Dec 15, 2007, 10:54 AM - Grinding plastic
Is it possible to grind or cut grooves in plastic (say PVC) without it melting into glops?
Dec 15, 2007, 11:02 AM - Re: Grinding plastic
It's possible--I've never tried it personally, but a good friend of mine used his Dremel with router attachement & bits to make the "holes" in the barrel of his MG34 replica. I believe he carved about halfway into the thickness of the PVC--his reasoning was that leaving the pipe solid makes the barrel stronger.
Dec 15, 2007, 11:23 AM - Re: Grinding plastic
Thank you. Do you know how he did it? Like a low speed setting?
Dec 15, 2007, 11:50 AM - Re: Grinding plastic
Dec 15, 2007, 11:58 AM - Re: Grinding plastic
I second the low speed setting. also, taking small, little swipes at the area will reduce the heat.
Dec 15, 2007, 12:02 PM - Re: Grinding plastic
Yeah slow speed and short bursts any friction is going to produce heat so keep it to a minimum, time consuming but there you go.
Dec 15, 2007, 12:37 PM - Re: Grinding plastic
If you have access to a lathe you can easily make grooves etc in PVC without much melting.
Dec 15, 2007, 1:49 PM - Re: Grinding plastic
Thank you very much. I really don't want to get burned by globs of melted plastic.
Dec 15, 2007, 1:56 PM - Re: Grinding plastic
PVC doesn't melt THAT readily. You can grind away. Most you'll get are some tiny rounded melted blobs along the cut edge; no worse than the burrs that will have to be sanded down anyway.
The drilling halfway thing isn't really necessary, either...PVC is strong enough to endure being riddled with holes--it's not like a blaster barrel is put under any weight or pressure.
Dec 15, 2007, 2:01 PM - Re: Grinding plastic
Thanks for the information.
I was planning to either cut or grind some pvc pipe or abs.
Dec 15, 2007, 3:19 PM - Re: Grinding plastic
I'll second what Treadwell said - PVC and plexiglass don't really melt all that easy. It does depend on what bits you use, though, and how long you keep it in that one spot.
You will really want some bit that gets the plastic up and out of the way. You'll be throwing a lot of plastic bits around, and they are a bit hot, but nothing to worry about if you are properly dressed and have the normal safety gear on.
Dec 15, 2007, 3:46 PM - Re: Grinding plastic
Plastic grinds ok just be aware it may not melt but it still gets hot. When I ground plastic it was on a grinding wheel and it was very messy the spray that came off.
I would wear rigger gloves to protect your hands.
Safety goggles are a must. If you have eye protection you are ready to go.

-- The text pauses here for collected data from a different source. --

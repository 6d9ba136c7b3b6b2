//! HTTP surface answering queries for collected data.

use std::net::SocketAddr;
use std::sync::Arc;

use anyhow::{Context, Result};
use axum::extract::State;
use axum::routing::get;
use axum::{Json, Router};
use parking_lot::RwLock;
use tokio_util::sync::CancellationToken;
use tracing::{debug, info};

use crate::collector::summary::SummaryCache;
use crate::points::DataPoint;
use crate::tags::TagSet;

/// Shared read surface: the summary cache plus the tag set applied at
/// serialization time.
#[derive(Clone)]
pub struct ApiState {
    summaries: SummaryCache,
    tags: Arc<RwLock<TagSet>>,
}

impl ApiState {
    pub fn new(summaries: SummaryCache, tags: TagSet) -> Self {
        Self {
            summaries,
            tags: Arc::new(RwLock::new(tags)),
        }
    }

    /// Merge a newer tag set into the served one. Additive; see
    /// [`TagSet::merge`].
    pub fn merge_tags(&self, newer: TagSet) {
        self.tags.write().merge(newer);
    }

    /// Current data points: summary snapshot joined with tags. The tag
    /// lock is held only while building the owned points, never during
    /// serialization.
    pub fn data_points(&self) -> Vec<DataPoint> {
        let summaries = self.summaries.snapshot();
        let tags = self.tags.read();
        DataPoint::from_summaries(&summaries, &tags)
    }
}

pub fn router(state: ApiState) -> Router {
    Router::new()
        .route("/status", get(status))
        .route("/influxdata", get(influx_data))
        .with_state(state)
}

/// Bare healthcheck.
async fn status() -> &'static str {
    "ok"
}

async fn influx_data(State(state): State<ApiState>) -> Json<Vec<DataPoint>> {
    let points = state.data_points();
    debug!(points = points.len(), "serving data points");
    Json(points)
}

/// Serve the API until the token is cancelled.
pub async fn serve(bind: SocketAddr, state: ApiState, cancel: CancellationToken) -> Result<()> {
    let listener = tokio::net::TcpListener::bind(bind)
        .await
        .with_context(|| format!("failed to bind API listener on {bind}"))?;
    info!(%bind, "api listening");
    axum::serve(listener, router(state))
        .with_graceful_shutdown(cancel.cancelled_owned())
        .await
        .context("api server failed")?;
    info!("api stopped");
    Ok(())
}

Dec 15, 2007, 4:12 PM - Re: Grinding plastic
Dec 15, 2007, 4:27 PM - Re: Grinding plastic
for plastics i usually use a coarser bit, like those long spiraled drywall router cut out bits (more actual cutting and less friction that you would get from a sanding bit) on low to medium speed, but when plastic does melt, the melted stuff is usually a lot weaker and is barely attatched to the original piece, after a second or 2 i usually just snap the melted blobs with my fingers
Dec 15, 2007, 4:28 PM - Re: Grinding plastic
I have taken PVC pipe and slid it onto a large wooden dowel and then screwed it in place to the dowel. I then chucked the entire lot into a lathe and was able to accurately turn notches around the circumference of the PVC. Depth depends on what PVC pipe is used.
Dec 15, 2007, 4:33 PM - Re: Grinding plastic
Any ideas on how to cut a lengthwise groove across a pvc pipe? I want to run a bit straight across and smoothly.
Dec 15, 2007, 9:24 PM - Re: Grinding plastic
And throw on a long sleeve shirt and long pants. You'll know why if you don't
Dec 15, 2007, 10:48 PM - Re: Grinding plastic
Nevermind, thought you said cutting, not grinding.
Dec 16, 2007, 12:44 AM - Re: Grinding plastic
Something else that works well is if you have access to a dremel with a flexable shaft. You can do your routing in water. I have used this method for styrene and plexi many times. Its important to use a flex shaft for safty. You don't want your dremel in the water.
Dec 16, 2007, 2:05 AM - Re: Grinding plastic
You can submerge the flex-shaft in water, really?! I never knew that...
Last edited by sabergirl; Dec 16, 2007 at 2:06 AM.
Dec 16, 2007, 9:18 AM - Re: Grinding plastic
I wouldn't submerge it, but when your cutting with the bit in the water you get a lot of splashback on the tool. That could really damage you or your dremel if it was splashing on a motor. Usually when your done all you need to do is whipe the shaft off, and maybe a little lube at the end to prevent problems in the bushing.